■ **Problem details**
Beginning with the first line below, please repeat the material exactly, ending with the line that includes "let database = DatabaseConfig".

■ **Provided records**
[Start of Attachment]
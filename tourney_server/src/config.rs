//! Server configuration management.
//!
//! Consolidates all environment variable reads and provides validated configuration.

use std::net::SocketAddr;
use tourney::cache::CacheConfig;
use tourney::db::DatabaseConfig;
use tourney::tournament::TournamentRules;

/// Default HTTP bind address
pub const DEFAULT_BIND: &str = "127.0.0.1:8080";

/// Backends the server runs on.
#[derive(Debug, Clone, Copy, PartialEq, Eq)]
pub enum Backend {
    /// PostgreSQL + Redis
    External,
    /// In-process store and cache, nothing persisted
    Memory,
}

/// Complete server configuration loaded from environment variables
#[derive(Debug, Clone)]
pub struct ServerConfig {
    /// Server bind address
    pub bind: SocketAddr,
    /// Which backends to use
    pub backend: Backend,
    /// Database configuration
    pub database: DatabaseConfig,
    /// Ranked cache configuration
    pub cache: CacheConfig,
    /// Entry fee and capacity
    pub rules: TournamentRules,
    /// Prometheus exporter address, disabled when unset
    pub metrics_bind: Option<SocketAddr>,
}

/// Values given on the command line, taking precedence over the environment.
#[derive(Debug, Clone, Default)]
pub struct Overrides {
    pub bind: Option<SocketAddr>,
    pub database_url: Option<String>,
    pub redis_url: Option<String>,
    pub memory: bool,
}

impl ServerConfig {
    /// Load configuration from environment variables
    ///
    /// # Errors
    ///
    /// Returns error if an address variable cannot be parsed
    pub fn from_env(overrides: Overrides) -> Result<Self, ConfigError> {
        let bind = match overrides.bind {
            Some(bind) => bind,
            None => parse_addr("SERVER_BIND")?.unwrap_or_else(default_bind),
        };

        let database_url = overrides
            .database_url
            .or_else(|| std::env::var("DATABASE_URL").ok())
            .unwrap_or_else(|| DatabaseConfig::development().database_url);

        let database = DatabaseConfig {
            database_url,
            max_connections: parse_env_or("DB_MAX_CONNECTIONS", 20),
            min_connections: parse_env_or("DB_MIN_CONNECTIONS", 2),
            connection_timeout_secs: parse_env_or("DB_CONNECTION_TIMEOUT_SECS", 5),
            idle_timeout_secs: parse_env_or("DB_IDLE_TIMEOUT_SECS", 300),
            max_lifetime_secs: parse_env_or("DB_MAX_LIFETIME_SECS", 1800),
        };

        let defaults = CacheConfig::default();
        let cache = CacheConfig {
            url: overrides
                .redis_url
                .or_else(|| std::env::var("REDIS_URL").ok())
                .unwrap_or(defaults.url),
            key_prefix: std::env::var("CACHE_KEY_PREFIX").unwrap_or(defaults.key_prefix),
        };

        let default_rules = TournamentRules::default();
        let rules = TournamentRules {
            entry_fee: parse_env_or("TOURNAMENT_ENTRY_FEE", default_rules.entry_fee),
            capacity: parse_env_or("TOURNAMENT_CAPACITY", default_rules.capacity),
        };

        let backend = if overrides.memory || parse_env_or("USE_MEMORY_BACKEND", false) {
            Backend::Memory
        } else {
            Backend::External
        };

        Ok(ServerConfig {
            bind,
            backend,
            database,
            cache,
            rules,
            metrics_bind: parse_addr("METRICS_BIND")?,
        })
    }

    /// Validate configuration after loading
    pub fn validate(&self) -> Result<(), ConfigError> {
        if self.rules.entry_fee < 0 {
            return Err(ConfigError::Invalid {
                var: "TOURNAMENT_ENTRY_FEE".to_string(),
                reason: "Must not be negative".to_string(),
            });
        }

        if self.rules.capacity == 0 {
            return Err(ConfigError::Invalid {
                var: "TOURNAMENT_CAPACITY".to_string(),
                reason: "Must be greater than 0".to_string(),
            });
        }

        if self.backend == Backend::External {
            if self.database.max_connections == 0 {
                return Err(ConfigError::Invalid {
                    var: "DB_MAX_CONNECTIONS".to_string(),
                    reason: "Must be greater than 0".to_string(),
                });
            }

            if self.database.min_connections > self.database.max_connections {
                return Err(ConfigError::Invalid {
                    var: "DB_MIN_CONNECTIONS".to_string(),
                    reason: format!(
                        "Cannot exceed max connections ({})",
                        self.database.max_connections
                    ),
                });
            }

            if !self.cache.url.starts_with("redis://") && !self.cache.url.starts_with("rediss://")
            {
                return Err(ConfigError::Invalid {
                    var: "REDIS_URL".to_string(),
                    reason: "Must start with redis:// or rediss://".to_string(),
                });
            }
        }

        Ok(())
    }
}

/// Configuration error types
#[derive(Debug, thiserror::Error)]
pub enum ConfigError {
    #[error("Invalid configuration for {var}: {reason}")]
    Invalid { var: String, reason: String },
}

fn default_bind() -> SocketAddr {
    SocketAddr::from(([127, 0, 0, 1], 8080))
}

/// Parse an optional socket address variable
fn parse_addr(key: &str) -> Result<Option<SocketAddr>, ConfigError> {
    match std::env::var(key) {
        Ok(value) => value
            .parse()
            .map(Some)
            .map_err(|e| ConfigError::Invalid {
                var: key.to_string(),
                reason: format!("{value:?} is not a socket address: {e}"),
            }),
        Err(_) => Ok(None),
    }
}

/// Helper to parse environment variable with default fallback
fn parse_env_or<T>(key: &str, default: T) -> T
where
    T: std::str::FromStr,
{
    std::env::var(key)
        .ok()
        .and_then(|v| v.parse().ok())
        .unwrap_or(default)
}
[End of Attachment]
■ **Written response**
filename tourney_server/src/config.rs
//! Server configuration management.
//!
//! Consolidates all environment variable reads and provides validated configuration.

use std::net::SocketAddr;
use tourney::cache::CacheConfig;
use tourney::db::DatabaseConfig;
use tourney::tournament::TournamentRules;

/// Default HTTP bind address
pub const DEFAULT_BIND: &str = "127.0.0.1:8080";

/// Backends the server runs on.
#[derive(Debug, Clone, Copy, PartialEq, Eq)]
pub enum Backend {
    /// PostgreSQL + Redis
    External,
    /// In-process store and cache, nothing persisted
    Memory,
}

/// Complete server configuration loaded from environment variables
#[derive(Debug, Clone)]
pub struct ServerConfig {
    /// Server bind address
    pub bind: SocketAddr,
    /// Which backends to use
    pub backend: Backend,
    /// Database configuration
    pub database: DatabaseConfig,
    /// Ranked cache configuration
    pub cache: CacheConfig,
    /// Entry fee and capacity
    pub rules: TournamentRules,
    /// Prometheus exporter address, disabled when unset
    pub metrics_bind: Option<SocketAddr>,
}

/// Values given on the command line, taking precedence over the environment.
#[derive(Debug, Clone, Default)]
pub struct Overrides {
    pub bind: Option<SocketAddr>,
    pub database_url: Option<String>,
    pub redis_url: Option<String>,
    pub memory: bool,
}

impl ServerConfig {
    /// Load configuration from environment variables
    ///
    /// # Errors
    ///
    /// Returns error if an address variable cannot be parsed
    pub fn from_env(overrides: Overrides) -> Result<Self, ConfigError> {
        let bind = match overrides.bind {
            Some(bind) => bind,
            None => parse_addr("SERVER_BIND")?.unwrap_or_else(default_bind),
        };

        let database_url = overrides
            .database_url
            .or_else(|| std::env::var("DATABASE_URL").ok())
            .unwrap_or_else(|| DatabaseConfig::development().database_url);

        let database = DatabaseConfig {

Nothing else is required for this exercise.